// Copyright (c) 2025 Kirky.X
//
// Licensed under the MIT License
// See LICENSE file in the project root for full license information.

pub mod helpers;
pub mod settings_test;
pub mod site_check_test;
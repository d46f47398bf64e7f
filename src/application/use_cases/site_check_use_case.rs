// Copyright 2025 Kirky.X
//
// Licensed under the Apache License, Version 2.0 (the "License");
// you may not use this file except in compliance with the License.
// You may obtain a copy of the License at
//
//     http://www.apache.org/licenses/LICENSE-2.0
//
// Unless required by applicable law or agreed to in writing, software
// distributed under the License is distributed on an "AS IS" BASIS,
// WITHOUT WARRANTIES OR CONDITIONS OF ANY KIND, either express or implied.
// See the License for the specific language governing permissions and
// limitations under the License.

use crate::{
    config::settings::Settings,
    domain::{
        models::{site::SiteProfile, sitemap_index::FetchOutcome},
        services::{
            rule_extractor::RuleExtractor,
            verification_service::{VerificationRun, VerificationService},
        },
    },
    engines::reqwest_engine::ReqwestProbe,
    infrastructure::{
        report::{ReportSink, RunReport},
        sitemap_loader::{SitemapFetcher, SitemapLoader},
    },
    utils::{errors::SiteCheckError, retry_policy::Sleeper, url_utils::UrlResolver},
};
use chrono::Local;
use std::path::{Path, PathBuf};
use std::sync::Arc;
use tokio::sync::watch;
use tracing::{info, warn};

/// 站点检查结果
#[derive(Debug, Clone)]
pub struct SiteCheckOutcome {
    pub run: VerificationRun,
    pub sitemap: FetchOutcome,
    /// 输入文件中的数据行数
    pub total_rows: usize,
    /// 生成的报告文件
    pub reports: Vec<PathBuf>,
}

impl SiteCheckOutcome {
    /// 全部规则通过且运行完整
    pub fn succeeded(&self) -> bool {
        self.run.all_passed()
    }

    pub fn failed_count(&self) -> usize {
        self.run.verdicts.iter().filter(|v| !v.passed()).count()
    }
}

/// 站点检查用例
///
/// 编排一次完整运行：读取规则、加载站点地图、逐条校验、写出报告。
/// 输入错误在任何探测之前返回。
pub struct SiteCheckUseCase {
    settings: Settings,
    sleeper: Arc<dyn Sleeper>,
}

impl SiteCheckUseCase {
    pub fn new(settings: Settings, sleeper: Arc<dyn Sleeper>) -> Self {
        Self { settings, sleeper }
    }

    /// 执行站点检查
    ///
    /// # 参数
    ///
    /// * `shutdown` - 关闭信号；触发后返回已完成部分的结果，报告照常写出
    ///
    /// # 返回值
    ///
    /// * `Ok(SiteCheckOutcome)` - 运行结果
    /// * `Err(SiteCheckError)` - 配置、输入文件或报告写入错误
    pub async fn execute(
        &self,
        shutdown: watch::Receiver<bool>,
    ) -> Result<SiteCheckOutcome, SiteCheckError> {
        let settings = &self.settings;
        let profile = SiteProfile::from_settings(&settings.site)?;
        info!(
            environment = profile.active_environment(),
            base_url = %profile.base_url(),
            "Site profile resolved"
        );

        let rules = RuleExtractor::new(&settings.input, profile.clone())
            .extract_from_path(Path::new(&settings.input.path))?;

        let prober = ReqwestProbe::new(&settings.probe, self.sleeper.clone())?;
        let loader = SitemapLoader::new(
            SitemapFetcher::new(prober.client().clone()),
            settings.sitemap.clone(),
            profile.clone(),
            settings.probe.timeout(),
        );
        let index = Arc::new(loader.load().await);

        let service = VerificationService::new(
            Arc::new(prober),
            index.clone(),
            UrlResolver::new(profile.clone()),
            self.sleeper.clone(),
        )
        .with_probe_limits(settings.probe.timeout(), settings.probe.max_retries)
        .with_request_interval(settings.engine.request_interval());

        let run = service.run(&rules, shutdown).await;
        log_summary(&run);

        let base_url = profile.base_url();
        let report = RunReport {
            run: &run,
            sitemap: index.outcome(),
            environment: profile.active_environment(),
            base_url: &base_url,
            generated_at: Local::now(),
        };
        let reports = ReportSink::new(&settings.output).write_all(&report)?;

        Ok(SiteCheckOutcome {
            sitemap: index.outcome().clone(),
            total_rows: rules.total_rows(),
            reports,
            run,
        })
    }
}

fn log_summary(run: &VerificationRun) {
    for verdict in run.verdicts.iter().filter(|v| !v.passed()) {
        let record = verdict.record();
        warn!(
            kind = record.kind(),
            url = record.original_url(),
            status = ?record.probe().resolved_status,
            reason = %record.failure_reason().unwrap_or_default(),
            "Rule failed"
        );
    }

    let redirects = run.redirect_summary();
    let removals = run.removal_summary();
    info!(
        redirects_passed = redirects.passed,
        redirects_total = redirects.total,
        removals_passed = removals.passed,
        removals_total = removals.total,
        interrupted = run.interrupted,
        "Verification summary"
    );

    let analysis = run.sitemap_analysis();
    info!(
        sitemap_urls = analysis.sitemap_urls,
        expected_found = analysis.expected_found,
        expected_total = analysis.redirects,
        originals_listed = analysis.originals_listed(),
        removals_listed = analysis.removals_listed(),
        removals_total = analysis.removals,
        "Sitemap analysis"
    );
}
// Copyright (c) 2025 Kirky.X
//
// Licensed under the MIT License
// See LICENSE file in the project root for full license information.

use crate::domain::models::site::SiteProfile;
use url::{ParseError, Url};

/// 将可能为相对路径的URL转换为绝对路径URL
pub fn resolve_url(base_url: &Url, path: &str) -> Result<Url, ParseError> {
    base_url.join(path)
}

/// 去掉主机名前缀后剩余部分是否从主机边界开始
fn at_host_boundary(rest: &str) -> bool {
    rest.is_empty() || rest.starts_with(['/', ':', '?', '#'])
}

/// 若 `url` 以 `host` 开头（大小写不敏感且位于主机边界）则返回剩余部分
pub(crate) fn strip_host<'a>(url: &'a str, host: &str) -> Option<&'a str> {
    let head = url.get(..host.len())?;
    let rest = &url[host.len()..];
    (head.eq_ignore_ascii_case(host) && at_host_boundary(rest)).then_some(rest)
}

pub(crate) fn strip_scheme(url: &str) -> Option<&str> {
    ["https://", "http://"].iter().find_map(|scheme| {
        let head = url.get(..scheme.len())?;
        head.eq_ignore_ascii_case(scheme)
            .then(|| &url[scheme.len()..])
    })
}

/// URL 规范化器
///
/// 用于跨环境比较URL：去掉协议、转小写、把环境主机名折叠为生产主机名，
/// 并按需去掉末尾斜杠。纯函数，无 I/O。
#[derive(Debug, Clone)]
pub struct UrlNormalizer {
    production_host: String,
    alias_hosts: Vec<String>,
}

impl UrlNormalizer {
    pub fn new(profile: &SiteProfile) -> Self {
        let mut alias_hosts = profile.alias_hosts().to_vec();
        // longer hosts first so a shorter alias never shadows a longer one
        alias_hosts.sort_by(|a, b| b.len().cmp(&a.len()));
        Self {
            production_host: profile.production_host().to_string(),
            alias_hosts,
        }
    }

    /// 规范化URL
    ///
    /// # 参数
    ///
    /// * `url` - 原始URL
    /// * `preserve_trailing_slash` - 是否保留末尾斜杠
    ///
    /// # 返回值
    ///
    /// 规范化后的字符串；`normalize(normalize(u)) == normalize(u)`
    pub fn normalize(&self, url: &str, preserve_trailing_slash: bool) -> String {
        let mut rest = url.trim();
        while let Some(stripped) = strip_scheme(rest) {
            rest = stripped;
        }

        let mut normalized = rest.to_lowercase();

        if let Some(tail) = self
            .alias_hosts
            .iter()
            .find_map(|alias| strip_host(&normalized, alias))
        {
            normalized = format!("{}{}", self.production_host, tail);
        }

        if !preserve_trailing_slash {
            let trimmed = normalized.trim_end_matches('/').len();
            normalized.truncate(trimmed);
        }

        normalized
    }
}

/// URL 解析器
///
/// 把规则中的URL转换为当前环境下实际请求的完整URL
#[derive(Debug, Clone)]
pub struct UrlResolver {
    profile: SiteProfile,
}

impl UrlResolver {
    pub fn new(profile: SiteProfile) -> Self {
        Self { profile }
    }

    /// 准备请求URL
    ///
    /// 外部子域名和带协议的URL原样使用；显式的生产主机名在非生产环境下
    /// 替换为当前环境主机名；以 `/` 开头的路径拼接到环境基础URL；
    /// 其他值视为相对路径。
    pub fn prepare(&self, url: &str) -> String {
        let url = url.trim();
        if url.is_empty() {
            return String::new();
        }

        if self
            .profile
            .external_hosts()
            .iter()
            .any(|host| strip_host(url, host).is_some())
        {
            return format!("https://{}", url);
        }

        if strip_scheme(url).is_some() {
            return url.to_string();
        }

        if let Some(rest) = strip_host(url, self.profile.production_host()) {
            if self.profile.is_production() {
                return format!("{}://{}", self.profile.scheme(), url);
            }
            return format!("{}{}", self.profile.base_url(), rest);
        }

        if url.starts_with('/') {
            return format!("{}{}", self.profile.base_url(), url);
        }

        format!("{}/{}", self.profile.base_url(), url.trim_start_matches('/'))
    }
}
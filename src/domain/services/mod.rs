// Copyright (c) 2025 Kirky.X
//
// Licensed under the MIT License
// See LICENSE file in the project root for full license information.

/// 领域服务模块
///
/// 包含的服务：
/// - 规则提取（rule_extractor）：从 CSV 输入中读取规则
/// - 校验服务（verification_service）：逐条探测规则并结合站点地图给出判定
pub mod rule_extractor;
pub mod verification_service;
// Copyright 2025 Kirky.X
//
// Licensed under the Apache License, Version 2.0 (the "License");
// you may not use this file except in compliance with the License.
// You may obtain a copy of the License at
//
//     http://www.apache.org/licenses/LICENSE-2.0
//
// Unless required by applicable law or agreed to in writing, software
// distributed under the License is distributed on an "AS IS" BASIS,
// WITHOUT WARRANTIES OR CONDITIONS OF ANY KIND, either express or implied.
// See the License for the specific language governing permissions and
// limitations under the License.

use crate::config::settings::ProbeSettings;
use crate::domain::models::probe::{ProbeError, ProbeResult};
use crate::engines::traits::{ProbeRequest, UrlProber};
use crate::utils::retry_policy::{RetryPolicy, Sleeper};
use crate::utils::url_utils::resolve_url;
use async_trait::async_trait;
use reqwest::header::LOCATION;
use reqwest::{redirect, Client};
use std::sync::Arc;
use std::time::{Duration, Instant};
use tracing::debug;
use url::Url;

/// 单次尝试的原始响应
struct RawResponse {
    status: u16,
    body_len: usize,
    redirect_chain: Vec<u16>,
    final_url: Url,
}

/// 把 reqwest 错误归类为探测错误
fn classify_error(error: reqwest::Error) -> ProbeError {
    if error.is_timeout() {
        ProbeError::Timeout
    } else if error.is_connect() {
        ProbeError::Connection(error.to_string())
    } else if error.is_builder() {
        ProbeError::InvalidUrl(error.to_string())
    } else {
        ProbeError::Request(error.to_string())
    }
}

/// HTTP 探测引擎
///
/// 基于reqwest实现。整个运行共享一个客户端；重定向由引擎逐跳跟随，
/// 以便记录每一跳的状态码。
pub struct ReqwestProbe {
    client: Client,
    retry_delay: Duration,
    min_content_bytes: usize,
    max_redirects: usize,
    sleeper: Arc<dyn Sleeper>,
}

impl ReqwestProbe {
    /// 创建探测引擎
    ///
    /// # 参数
    ///
    /// * `settings` - 探测配置
    /// * `sleeper` - 重试退避使用的延迟执行器
    pub fn new(settings: &ProbeSettings, sleeper: Arc<dyn Sleeper>) -> Result<Self, reqwest::Error> {
        let client = Client::builder()
            .user_agent(settings.user_agent.clone())
            .redirect(redirect::Policy::none())
            .build()?;

        Ok(Self {
            client,
            retry_delay: settings.retry_delay(),
            min_content_bytes: settings.min_content_bytes,
            max_redirects: settings.max_redirects,
            sleeper,
        })
    }

    /// 共享的 HTTP 客户端
    pub fn client(&self) -> &Client {
        &self.client
    }

    /// 执行一次请求并逐跳跟随重定向
    async fn fetch_once(&self, url: &str, timeout: Duration) -> Result<RawResponse, ProbeError> {
        let mut current =
            Url::parse(url).map_err(|e| ProbeError::InvalidUrl(format!("{}: {}", url, e)))?;
        let mut redirect_chain = Vec::new();

        loop {
            let response = self
                .client
                .get(current.clone())
                .timeout(timeout)
                .send()
                .await
                .map_err(classify_error)?;

            let status = response.status();
            if status.is_redirection() && redirect_chain.len() < self.max_redirects {
                let next = response
                    .headers()
                    .get(LOCATION)
                    .and_then(|value| value.to_str().ok())
                    .and_then(|location| resolve_url(&current, location).ok());

                if let Some(next) = next {
                    debug!(from = %current, to = %next, status = status.as_u16(), "Following redirect");
                    redirect_chain.push(status.as_u16());
                    current = next;
                    continue;
                }
            }

            let body = response.bytes().await.map_err(classify_error)?;

            return Ok(RawResponse {
                status: status.as_u16(),
                body_len: body.len(),
                redirect_chain,
                final_url: current,
            });
        }
    }
}

#[async_trait]
impl UrlProber for ReqwestProbe {
    /// 执行HTTP探测
    ///
    /// 只有超时和连接失败会按线性退避重试；200 响应内容小于阈值时记为失败
    async fn probe(&self, request: &ProbeRequest) -> ProbeResult {
        let policy = RetryPolicy::new(request.max_retries, self.retry_delay);
        let start = Instant::now();
        let mut attempt = 0;

        let outcome = loop {
            attempt += 1;
            match self.fetch_once(&request.url, request.timeout).await {
                Ok(raw) => break Ok(raw),
                Err(error) if error.is_retryable() && policy.should_retry(attempt) => {
                    let backoff = policy.calculate_backoff(attempt);
                    debug!(url = %request.url, attempt, ?backoff, %error, "Transient probe failure, retrying");
                    self.sleeper.sleep(backoff).await;
                }
                Err(error) => break Err(error),
            }
        };

        let mut result = ProbeResult {
            requested_url: request.url.clone(),
            final_url: None,
            resolved_status: None,
            elapsed: start.elapsed(),
            redirect_chain: Vec::new(),
            attempts: attempt,
            error: None,
        };

        match outcome {
            Ok(raw) => {
                result.final_url = Some(raw.final_url.to_string());
                result.resolved_status = Some(raw.status);
                result.redirect_chain = raw.redirect_chain;
                // Soft-404 guard
                if raw.status == 200 && raw.body_len < self.min_content_bytes {
                    result.error = Some(ProbeError::ContentTooSmall(raw.body_len));
                }
            }
            Err(error) => {
                result.error = Some(error);
            }
        }

        result
    }

    fn name(&self) -> &'static str {
        "reqwest"
    }
}

#[cfg(test)]
#[path = "reqwest_engine_test.rs"]
mod tests;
○ ○ ○ ○ ○
> _Problem statement_:
Every line holding the word "Instant" should be copied out of the records above.

> _Completed exercise_:
use std::time::{Duration, Instant};
        let start = Instant::now();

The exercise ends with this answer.